_Exercise_
Your task is to copy every line of the entries that holds the word "PaginationType".

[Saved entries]
○ ○ ○ ○

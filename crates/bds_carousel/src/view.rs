//! Render model
//!
//! [`Carousel::view`] flattens the carousel state into plain props a
//! renderer can draw without knowing the engine:
//!
//! ```text
//! CarouselView
//! ├── header   title, subtitle, header button, header nav buttons
//! ├── body     list transform, items, body nav buttons
//! └── footer   footer nav buttons, indicators | scrollbar, autoplay toggle
//! ```

use bds_core::{
    ButtonCircularProps, ButtonCircularSize, ButtonCircularVariant, ButtonProps, ButtonSize,
    ButtonVariant, Clock,
};
use serde::Serialize;
use smallvec::SmallVec;

use crate::carousel::Carousel;
use crate::config::{NavButtonPlacement, PaginationType};
use crate::constants::GAP_WIDTH;
use crate::focus::item_tab_index;
use crate::navigation::Direction;
use crate::pagination::{indicator_views, IndicatorView};

/// Everything needed to draw one carousel
#[derive(Clone, Debug, PartialEq, Serialize)]
pub struct CarouselView {
    pub id: String,
    pub is_full_width: bool,
    /// Effective autoplay (configured and paired with indicators)
    pub has_autoplay: bool,
    pub is_dragging: bool,
    pub gap: f32,
    pub autoplay_interval_ms: u64,
    pub header: Option<HeaderView>,
    pub body: BodyView,
    pub footer: FooterView,
}

#[derive(Clone, Debug, PartialEq, Serialize)]
pub struct HeaderView {
    pub title: Option<String>,
    pub subtitle: Option<String>,
    pub button: Option<ButtonProps>,
    pub nav_buttons: SmallVec<[NavButtonView; 2]>,
}

#[derive(Clone, Debug, PartialEq, Serialize)]
pub struct NavButtonView {
    pub direction: Direction,
    pub props: ButtonCircularProps,
}

#[derive(Clone, Debug, PartialEq, Serialize)]
pub struct BodyView {
    pub list_id: String,
    /// `translateX` of the list in px
    pub translate_x: f32,
    /// Cross-fade instead of sliding
    pub uses_fading_transition: bool,
    pub items: Vec<ItemView>,
    pub nav_buttons: SmallVec<[NavButtonView; 2]>,
}

#[derive(Clone, Debug, PartialEq, Serialize)]
pub struct ItemView {
    pub id: String,
    pub index: usize,
    pub left: f32,
    pub width: f32,
    pub height: f32,
    pub tab_index: i32,
    /// Shown by the fading transition
    pub is_in: bool,
}

#[derive(Clone, Debug, PartialEq, Serialize)]
pub struct FooterView {
    pub prev_button: Option<ButtonCircularProps>,
    pub next_button: Option<ButtonCircularProps>,
    pub pagination: Option<PaginationView>,
    pub autoplay_button: Option<ButtonCircularProps>,
    pub is_autoplaying: bool,
}

#[derive(Clone, Debug, PartialEq, Serialize)]
#[serde(tag = "type", rename_all = "kebab-case")]
pub enum PaginationView {
    Indicators {
        label: String,
        indicators: Vec<IndicatorView>,
    },
    Scrollbar(ScrollbarView),
}

#[derive(Clone, Debug, PartialEq, Serialize)]
pub struct ScrollbarView {
    /// `aria-controls`
    pub controls: String,
    pub value_now: u32,
    pub value_min: u32,
    pub value_max: u32,
    pub thumb_width: f32,
    pub thumb_left: f32,
    pub is_dragging: bool,
}

impl<C: Clock + Clone> Carousel<C> {
    /// Render model, `None` when there is nothing to render
    pub fn view(&self) -> Option<CarouselView> {
        if self.total_items() == 0 {
            return None;
        }
        let config = self.config();

        Some(CarouselView {
            id: config.id.clone(),
            is_full_width: config.is_full_width,
            has_autoplay: config.has_effective_autoplay(),
            is_dragging: self.is_dragging(),
            gap: GAP_WIDTH,
            autoplay_interval_ms: config.autoplay_interval_ms,
            header: self.header_view(),
            body: self.body_view(),
            footer: self.footer_view(),
        })
    }

    fn header_view(&self) -> Option<HeaderView> {
        let config = self.config();
        let nav_buttons: SmallVec<[NavButtonView; 2]> =
            if config.nav_button_placement == NavButtonPlacement::Header {
                [Direction::Prev, Direction::Next]
                    .into_iter()
                    .map(|direction| NavButtonView {
                        direction,
                        props: self
                            .nav_button(
                                direction,
                                ButtonCircularVariant::Contained,
                                ButtonCircularSize::Medium,
                            )
                            .disabled(!self.is_nav_button_shown(direction)),
                    })
                    .collect()
            } else {
                SmallVec::new()
            };

        let button = config.header_button_label.as_ref().map(|label| {
            ButtonProps::new(label.clone())
                .variant(ButtonVariant::Text)
                .size(ButtonSize::Small)
                .remove_side_spacing(true)
        });

        if config.title.is_none()
            && config.subtitle.is_none()
            && button.is_none()
            && nav_buttons.is_empty()
        {
            return None;
        }
        Some(HeaderView {
            title: config.title.clone(),
            subtitle: config.subtitle.clone(),
            button,
            nav_buttons,
        })
    }

    fn body_view(&self) -> BodyView {
        let config = self.config();
        let target_index = self.target_index();
        let uses_fading_transition = config.is_full_width && config.has_effective_autoplay();

        let items = self
            .item_coordinates()
            .iter()
            .enumerate()
            .map(|(index, item)| ItemView {
                id: item.id.clone(),
                index,
                left: item.left,
                width: item.width(),
                height: config.item_height,
                tab_index: item_tab_index(index, target_index),
                is_in: !uses_fading_transition || index == target_index,
            })
            .collect();

        let (variant, size) = match config.nav_button_placement {
            NavButtonPlacement::BodyPrimary => {
                (ButtonCircularVariant::Primary, ButtonCircularSize::Large)
            }
            _ => (ButtonCircularVariant::Contained, ButtonCircularSize::Medium),
        };
        let nav_buttons = match config.nav_button_placement {
            NavButtonPlacement::Body | NavButtonPlacement::BodyPrimary => {
                [Direction::Prev, Direction::Next]
                    .into_iter()
                    .filter(|direction| self.is_nav_button_shown(*direction))
                    .map(|direction| NavButtonView {
                        direction,
                        props: self.nav_button(direction, variant, size),
                    })
                    .collect()
            }
            _ => SmallVec::new(),
        };

        BodyView {
            list_id: config.list_id(),
            translate_x: self.translate_x(),
            uses_fading_transition,
            items,
            nav_buttons,
        }
    }

    fn footer_view(&self) -> FooterView {
        let config = self.config();
        let in_footer = config.nav_button_placement == NavButtonPlacement::Footer;
        let footer_button = |direction| {
            in_footer.then(|| {
                self.nav_button(direction, ButtonCircularVariant::Basic, ButtonCircularSize::Medium)
                    .disabled(!self.is_nav_button_shown(direction))
            })
        };

        let pagination = match config.pagination_type {
            PaginationType::Indicator => Some(PaginationView::Indicators {
                label: config.labels.pagination.clone(),
                indicators: indicator_views(
                    &config.labels.pagination_indicator,
                    self.current_page(),
                    self.total_pages(),
                    self.is_autoplay_paused(),
                ),
            }),
            PaginationType::Scrollbar => {
                let metrics = self.scrollbar_metrics();
                Some(PaginationView::Scrollbar(ScrollbarView {
                    controls: config.list_id(),
                    value_now: metrics.value_now,
                    value_min: 0,
                    value_max: 100,
                    thumb_width: metrics.thumb_width,
                    thumb_left: metrics.thumb_left,
                    is_dragging: self.is_scrollbar_dragging(),
                }))
            }
            PaginationType::None => None,
        };

        let autoplay_button = config.has_effective_autoplay().then(|| {
            let label = if self.is_autoplaying() {
                &config.labels.pause_button
            } else {
                &config.labels.resume_button
            };
            ButtonCircularProps::new(label.clone())
                .variant(ButtonCircularVariant::Contained)
                .size(ButtonCircularSize::Small)
                .controls(config.list_id())
        });

        FooterView {
            prev_button: footer_button(Direction::Prev),
            next_button: footer_button(Direction::Next),
            pagination,
            autoplay_button,
            is_autoplaying: self.is_autoplaying(),
        }
    }

    fn nav_button(
        &self,
        direction: Direction,
        variant: ButtonCircularVariant,
        size: ButtonCircularSize,
    ) -> ButtonCircularProps {
        let labels = &self.config().labels;
        let label = match direction {
            Direction::Prev => &labels.prev_button,
            Direction::Next => &labels.next_button,
        };
        ButtonCircularProps::new(label.clone())
            .variant(variant)
            .size(size)
            .controls(self.config().list_id())
    }

    fn is_nav_button_shown(&self, direction: Direction) -> bool {
        match direction {
            Direction::Prev => self.show_prev_button(),
            Direction::Next => self.show_next_button(),
        }
    }
}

○ ○ ○ ○

_Problem solution_
use crate::config::{NavButtonPlacement, PaginationType};
            PaginationType::Indicator => Some(PaginationView::Indicators {
            PaginationType::Scrollbar => {
            PaginationType::None => None,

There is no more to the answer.